As it is a LXD container I am not sure how an update is to be done.
Change History (14)
comment:1 by , 19 months ago
Milestone: | Unplanned → Sysadmin Contract 2023-I |
---|
comment:2 by , 19 months ago
I did a trial run upgrade of grass with a copy of it using ansible upgrade script.
It seemed to go fine except somewhere along the line it ended with a dead PostgreSQL 9.6 and an additional 13 main. pg_lsclusters shows this in my staging container:
Ver Cluster Port Status Owner Data directory Log file 9.6 main 5432 down,binaries_missing postgres /var/lib/postgresql/9.6/main /var/log/postgresql/postgresql-9.6-main.log 11 main 5433 online postgres /var/lib/postgresql/11/main /var/log/postgresql/postgresql-11-main.log 13 main 5434 online postgres /var/lib/postgresql/13/main /var/log/postgresql/postgresql-13-main.log
and for current grass:
Ver Cluster Port Status Owner Data directory Log file 11 main 5433 online postgres /var/lib/postgresql/11/main /var/log/postgresql/postgresql-11-main.log
None of the servers in either has a database on it though aside from the default databases. What are you using the postgresql for? Some ci stuff or you don't need it at all and was installed accidentally perhaps when trying to install just the clients?

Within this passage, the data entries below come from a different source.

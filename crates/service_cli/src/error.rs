//! CLI error types

use pricer_core::types::{DateError, PricingError};
use thiserror::Error;

use crate::config::ConfigError;

/// Errors surfaced by the `pricer` binary
#[derive(Debug, Error)]
pub enum CliError {
    #[error("Invalid argument: {0}")]
    InvalidArgument(String),

    #[error("File not found: {0}")]
    FileNotFound(String),

    #[error(transparent)]
    Pricing(#[from] PricingError),

    #[error(transparent)]
    Date(#[from] DateError),

    #[error(transparent)]
    Config(#[from] ConfigError),

    #[error("CSV error: {0}")]
    Csv(#[from] csv::Error),

    #[error("JSON error: {0}")]
    Json(#[from] serde_json::Error),

    #[error("I/O error: {0}")]
    Io(#[from] std::io::Error),
}

/// Result alias for CLI operations
pub type Result<T> = std::result::Result<T, CliError>;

I also see a mysql installed, and again there are no databases in it.
Those are fine to keep, but I'd rather remove services not being used to minimize issues with future upgrades.
comment:3 by , 19 months ago
I should note there are also some failed services, but I think those might be an lxd issue and not related to the upgrade.
On upgraded (the grass-staging on osgeo4 which is a copy of prod one) (I see 4 failed services)
sudo systemctl list-units --state failed
shows:
UNIT LOAD ACTIVE SUB DESCRIPTION ● binfmt-support.service loaded failed failed Enable support for additional executable binary formats ● systemd-networkd.service loaded failed failed Network Service ● systemd-resolved.service loaded failed failed Network Name Resolution ● systemd-journald-audit.socket loaded failed failed Journal Audit Socket ● systemd-networkd.socket loaded failed failed Network Service Netlink Socket
and on grass (current running)
UNIT LOAD ACTIVE SUB DESCRIPTION ● systemd-journald-audit.socket loaded failed failed Journal Audit Socket LOAD = Reflects whether the unit definition was properly loaded. ACTIVE = The high-level unit activation state, i.e. generalization of SUB. SUB = The low-level unit activation state, values depend on unit type.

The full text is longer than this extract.